Druckmann also sees a crucial distinction between the experience of actively playing a game — as well as controlling the virtual camera that is capturing all the action — versus passively watching Joel (Pedro Pascal) and Ellie (Bella Ramsey) in a scripted TV series.
“There’s different kinds of emotions you could draw from the player through an interactive space — where they swing the camera to, how they’re approaching the obstacle in front of them,” he says. “When you’re playing those sequences, that immersion really makes you connect with the player you’re controlling. Everything is only seen through their perspective. If we were to shoot those sequences as is, they would make for pretty boring action sequences. So one of the easiest decisions we made was like to say, ‘Let’s strip all those out. Let’s only have as much violence in this story as is required and no more.’ That allows the violence to have even more impact when you see it on screen than in the game.”
The series remains remarkably faithful to the story beats of the game, including some major action set pieces that will be familiar to anyone who has played it — like a scene in Episode 4 when Joel and Ellie are set upon by a squad of opportunistic raiders. But Mazin and Druckmann used those sequences to draw viewers deeper into the emotional arcs of the characters rather than the harrowing spectacle surrounding them.
“I want you to be with the characters. I want you to feel their relationship,” Mazin says. “That moment [in Episode 4] is really about Joel and Ellie. There are bullets that are whizzing over their head and slamming into the wall behind them. But it forces a moment to occur that changes who they are. That’s why I love those things.”
Druckmann also relished the opportunity to break away from the rigid mandate of the game to always remain in Joel’s perspective. He points to a scene in the series premiere between Ellie and Marlene (Merle Dandridge), the leader of a freedom fighter brigade called the Fireflies. In the game, Marlene only shows up “when Joel meets Marlene and no other time,” he says. “However, in the show, we were able to say oh, this moment that’s kind of hinted at, of what was it like when Ellie met Marlene for the first time, we get to dramatize that in the show.”

Even more provocatively, Druckmann says the show will also spend time with the (non-zombie) enemies that players must kill to advance in the game. “These characters that sometimes hunt you in the game, we get to humanize them in the show,” he says. “Because so much of the story is about perspective. No one feels like they’re the villain. They all feel like they’re doing what’s right for their group and their tribe.”

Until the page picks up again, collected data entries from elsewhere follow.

//! File-backed content repository.
//!
//! Resources live in memory for lookup and search; every version slot is
//! mirrored as an XML document under the data directory
//! (`<data>/<site>/<id>/<version>.xml`) and reloaded on startup. The
//! repository is the single enforcement point for the resource state
//! machine: entity-tag preconditions, lock ownership, publish validation.

use std::collections::HashMap;
use std::path::{Path, PathBuf};
use std::sync::RwLock;

use async_trait::async_trait;
use time::OffsetDateTime;
use tracing::{debug, info, warn};
use uuid::Uuid;

use crate::application::repos::{
    ContentRepository, PublishWindow, RepoError, etag_matches,
};
use crate::domain::page::PROPERTY_RESOURCE_ID;
use crate::domain::resource::{Resource, ResourceBody, Version, normalize_path};
use crate::domain::user::User;
use crate::search::{Order, PageletPredicate, SearchHit, SearchQuery, SearchResult};

type SlotKey = (String, Uuid, Version);

#[derive(Default)]
struct RepoState {
    resources: HashMap<SlotKey, Resource>,
    /// `(site, path)` → resource id; paths are unique per site across both
    /// version slots.
    paths: HashMap<(String, String), Uuid>,
}

pub struct FsContentRepository {
    data_dir: Option<PathBuf>,
    state: RwLock<RepoState>,
}

impl FsContentRepository {
    /// A purely in-memory repository, used by tests and ephemeral setups.
    pub fn in_memory() -> Self {
        Self {
            data_dir: None,
            state: RwLock::new(RepoState::default()),
        }
    }

    /// Open a repository rooted at `data_dir`, loading every stored
    /// resource document.
    pub async fn open(data_dir: impl Into<PathBuf>) -> Result<Self, RepoError> {
        let data_dir = data_dir.into();
        tokio::fs::create_dir_all(&data_dir)
            .await
            .map_err(RepoError::from_persistence)?;

        let mut state = RepoState::default();
        let mut loaded = 0usize;
        let mut sites = read_dir_names(&data_dir).await?;
        sites.sort();
        for site in sites {
            let site_dir = data_dir.join(&site);
            for id_name in read_dir_names(&site_dir).await? {
                let Ok(id) = Uuid::parse_str(&id_name) else {
                    warn!(site = %site, entry = %id_name, "skipping non-resource directory");
                    continue;
                };
                for version in [Version::Work, Version::Live] {
                    let file = site_dir.join(&id_name).join(version_file(version));
                    let document = match tokio::fs::read_to_string(&file).await {
                        Ok(document) => document,
                        Err(err) if err.kind() == std::io::ErrorKind::NotFound => continue,
                        Err(err) => return Err(RepoError::from_persistence(err)),
                    };
                    match Resource::from_xml(&site, &document) {
                        Ok(resource) => {
                            state
                                .paths
                                .insert((site.clone(), resource.uri().path.clone()), id);
                            state.resources.insert((site.clone(), id, version), resource);
                            loaded += 1;
                        }
                        Err(err) => {
                            warn!(
                                site = %site,
                                %id,
                                version = version.as_str(),
                                error = %err,
                                "skipping unreadable resource document"
                            );
                        }
                    }
                }
            }
        }
        info!(resources = loaded, dir = %data_dir.display(), "content repository loaded");
        Ok(Self {
            data_dir: Some(data_dir),
            state: RwLock::new(state),
        })
    }

    fn read_state(&self) -> std::sync::RwLockReadGuard<'_, RepoState> {
        self.state.read().unwrap_or_else(|poisoned| poisoned.into_inner())
    }

    fn write_state(&self) -> std::sync::RwLockWriteGuard<'_, RepoState> {
        self.state.write().unwrap_or_else(|poisoned| poisoned.into_inner())
    }

    fn resource_file(&self, site: &str, id: Uuid, version: Version) -> Option<PathBuf> {
        self.data_dir
            .as_ref()
            .map(|dir| dir.join(site).join(id.to_string()).join(version_file(version)))
    }

    /// Mirror a version slot to disk; failures are surfaced to the caller.
    async fn persist(&self, resource: &Resource) -> Result<(), RepoError> {
        let uri = resource.uri();
        let Some(file) = self.resource_file(&uri.site, uri.id, uri.version) else {
            return Ok(());
        };
        let parent = file.parent().expect("resource file has a parent");
        tokio::fs::create_dir_all(parent)
            .await
            .map_err(RepoError::from_persistence)?;
        let tmp = file.with_extension("xml.tmp");
        tokio::fs::write(&tmp, resource.to_xml())
            .await
            .map_err(RepoError::from_persistence)?;
        tokio::fs::rename(&tmp, &file)
            .await
            .map_err(RepoError::from_persistence)?;
        debug!(file = %file.display(), "resource document written");
        Ok(())
    }

    async fn remove_file(&self, site: &str, id: Uuid, version: Version) {
        if let Some(file) = self.resource_file(site, id, version)
            && let Err(err) = tokio::fs::remove_file(&file).await
            && err.kind() != std::io::ErrorKind::NotFound
        {
            warn!(file = %file.display(), error = %err, "failed to remove resource document");
        }
    }

    /// The slot mutations validate against: WORK when present, LIVE
    /// otherwise.
    fn current_slot(state: &RepoState, site: &str, id: Uuid) -> Option<(Version, Resource)> {
        for version in [Version::Work, Version::Live] {
            if let Some(resource) = state.resources.get(&(site.to_string(), id, version)) {
                return Some((version, resource.clone()));
            }
        }
        None
    }
}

It’s part of what Mazin sees as the key opportunity of adaptation. “How can we bring in all of the elements of the world in such a way to force people into situations that reveal who they really are?” he says. “In doing that, all these other characters and their relationships started coming through.”
That freedom also allowed Mazin to broaden the scope of the series even further, including a prologue of a TV interview show from 1968 in which an epidemiologist explains how fungi could adapt to invade and control humans — something that regularly happens with insects today. Mazin says the scene came to him during production when he recalled something from his research into the catastrophic 1986 meltdown at the Chernobyl nuclear power plant that still haunts him today.
“That reactor had been there for years,” he says. “It could have blown up at any point. I thought it was a very scary notion to explain that we were aware of this problem for a long time. It had just been waiting — and then one day it happens. But it didn’t happen just because we decided to make a TV show. It’s been there forever, and then the inevitable finally occurred.”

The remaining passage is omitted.